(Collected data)
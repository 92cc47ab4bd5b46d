use std::sync::Arc;

use chrono::Timelike;
use reqwest::Method;
use serde_json::Value;
use tracing::debug;

use professional_cell::models::{Professional, Service};
use professional_cell::services::availability::{
    AvailabilityService, SAME_DAY_LEAD_TIME_MINUTES,
};
use shared_config::AppConfig;
use shared_database::supabase::SupabaseClient;
use shared_utils::clock::{Clock, SystemClock};
use shared_utils::time::{parse_time, weekday_key};

use crate::models::{BookingError, BookingValidation, ValidateBookingRequest};

/// The business-rule chain a prospective booking must pass. Nothing is
/// cached between calls: booked times are re-derived from current data on
/// every validation to avoid staleness.
pub struct BookingValidationService {
    supabase: Arc<SupabaseClient>,
    availability: AvailabilityService,
    clock: Arc<dyn Clock>,
}

impl BookingValidationService {
    pub fn new(config: &AppConfig) -> Self {
        Self::with_clock(Arc::new(SupabaseClient::new(config)), Arc::new(SystemClock))
    }

    pub fn with_clock(supabase: Arc<SupabaseClient>, clock: Arc<dyn Clock>) -> Self {
        let availability = AvailabilityService::with_clock(supabase.clone(), clock.clone());
        Self {
            supabase,
            availability,
            clock,
        }
    }

    /// Validate and fold every outcome into the `{ valid, error }` shape the
    /// booking wizard consumes. Never returns an error to the caller.
    pub async fn validate_booking(&self, request: &ValidateBookingRequest) -> BookingValidation {
        match self.run_checks(request).await {
            Ok(()) => BookingValidation::ok(),
            Err(BookingError::Database(e)) => {
                tracing::error!("Booking validation failed on storage access: {}", e);
                BookingValidation::reject(
                    "Unable to validate booking right now, please try again".to_string(),
                )
            }
            Err(reason) => BookingValidation::reject(reason.to_string()),
        }
    }

    /// The short-circuit check chain, in order. Each rejection carries a
    /// distinct user-facing reason.
    pub async fn run_checks(&self, request: &ValidateBookingRequest) -> Result<(), BookingError> {
        debug!(
            "Validating booking for professional {} on {} at {}",
            request.professional_id, request.date, request.time
        );

        // 1. Professional must exist
        let professional = self
            .get_professional(&request.professional_id)
            .await?
            .ok_or(BookingError::ProfessionalNotFound)?;

        // 2. ...and accept new bookings
        if !professional.is_active {
            return Err(BookingError::ProfessionalInactive);
        }

        // 3. Date not in the past, day granularity
        let now = self.clock.now();
        let today = now.date_naive();
        if request.date < today {
            return Err(BookingError::PastDate);
        }

        // 4. The weekday must be a working day
        let day_key = weekday_key(request.date);
        let day = professional
            .schedule
            .day(day_key)
            .filter(|d| d.is_working_day)
            .ok_or(BookingError::NotWorkingDay)?;

        // 5. The time must fall inside a working period (start inclusive,
        //    end exclusive)
        let minutes = parse_time(&request.time)
            .map_err(|_| BookingError::InvalidInput("Invalid time format".to_string()))?;
        let in_working_period = day.working_periods.iter().any(|period| {
            match (parse_time(&period.start_time), parse_time(&period.end_time)) {
                (Ok(start), Ok(end)) => start <= minutes && minutes < end,
                _ => false,
            }
        });
        if !in_working_period {
            return Err(BookingError::OutsideWorkingHours);
        }

        // Same-day lead time: a slot the resolver would suppress as passed
        // cannot be validated either.
        if request.date == today {
            let now_minutes = now.hour() as i32 * 60 + now.minute() as i32;
            if minutes <= now_minutes + SAME_DAY_LEAD_TIME_MINUTES {
                return Err(BookingError::SlotPassed);
            }
        }

        // 6. The time must not already be booked
        let booked = self
            .availability
            .get_booked_times(&request.professional_id, request.date)
            .await
            .map_err(|e| BookingError::Database(e.to_string()))?;
        if booked.contains(&request.time) {
            return Err(BookingError::SlotTaken);
        }

        // 7. Every selected service must be offered by this professional
        self.check_services_offered(&professional, &request.service_ids)
            .await?;

        Ok(())
    }

    async fn get_professional(
        &self,
        professional_id: &str,
    ) -> Result<Option<Professional>, BookingError> {
        let path = format!(
            "/rest/v1/professionals?id=eq.{}",
            urlencoding::encode(professional_id)
        );
        let result: Vec<Value> = self
            .supabase
            .request(Method::GET, &path, None)
            .await
            .map_err(|e| BookingError::Database(e.to_string()))?;

        match result.into_iter().next() {
            Some(value) => serde_json::from_value(value)
                .map(Some)
                .map_err(|e| BookingError::Database(format!("Failed to parse professional: {}", e))),
            None => Ok(None),
        }
    }

    /// Match by service id, with a fallback match on the service's name for
    /// legacy professional records that stored names instead of ids.
    async fn check_services_offered(
        &self,
        professional: &Professional,
        service_ids: &[String],
    ) -> Result<(), BookingError> {
        let unmatched: Vec<&String> = service_ids
            .iter()
            .filter(|id| !professional.services.contains(id))
            .collect();
        if unmatched.is_empty() {
            return Ok(());
        }

        let records = self.get_services(&unmatched).await?;
        for id in unmatched {
            let record = records.iter().find(|s| &s.id == id);
            let offered_by_name = record
                .map(|s| professional.services.contains(&s.name))
                .unwrap_or(false);
            if !offered_by_name {
                let label = record.map(|s| s.name.clone()).unwrap_or_else(|| id.clone());
                return Err(BookingError::ServiceNotOffered(label));
            }
        }

        Ok(())
    }

    async fn get_services(&self, service_ids: &[&String]) -> Result<Vec<Service>, BookingError> {
        let id_list = service_ids
            .iter()
            .map(|id| urlencoding::encode(id).into_owned())
            .collect::<Vec<_>>()
            .join(",");
        let path = format!("/rest/v1/services?id=in.({})", id_list);

        let result: Vec<Value> = self
            .supabase
            .request(Method::GET, &path, None)
            .await
            .map_err(|e| BookingError::Database(e.to_string()))?;

        result
            .into_iter()
            .map(|value| {
                serde_json::from_value(value)
                    .map_err(|e| BookingError::Database(format!("Failed to parse service: {}", e)))
            })
            .collect()
    }
}
use std::sync::Arc;

use axum::{
    Router,
    routing::get,
    Json,
};
use serde_json::{json, Value};

use booking_cell::router::booking_routes;
use professional_cell::router::{professional_routes, service_routes};
use professional_cell::state::AppState;

pub fn create_router(state: Arc<AppState>) -> Router {
    Router::new()
        .route("/", get(|| async { "Salon booking API is running!" }))
        .route("/health", get(health_check))
        .nest("/api/professionals", professional_routes(state.clone()))
        .nest("/api/services", service_routes(state.clone()))
        .nest("/api/bookings", booking_routes(state))
}

async fn health_check() -> Json<Value> {
    Json(json!({ "status": "ok" }))
}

__About this task__
Could you set down, exactly as written, the lines above between the one holding "for id in unmatched" and the one holding "let label = record.map(|s|", inclusive, and nothing more?

__Completed task__
        for id in unmatched {
            let record = records.iter().find(|s| &s.id == id);
            let offered_by_name = record
                .map(|s| professional.services.contains(&s.name))
                .unwrap_or(false);
            if !offered_by_name {
                let label = record.map(|s| s.name.clone()).unwrap_or_else(|| id.clone());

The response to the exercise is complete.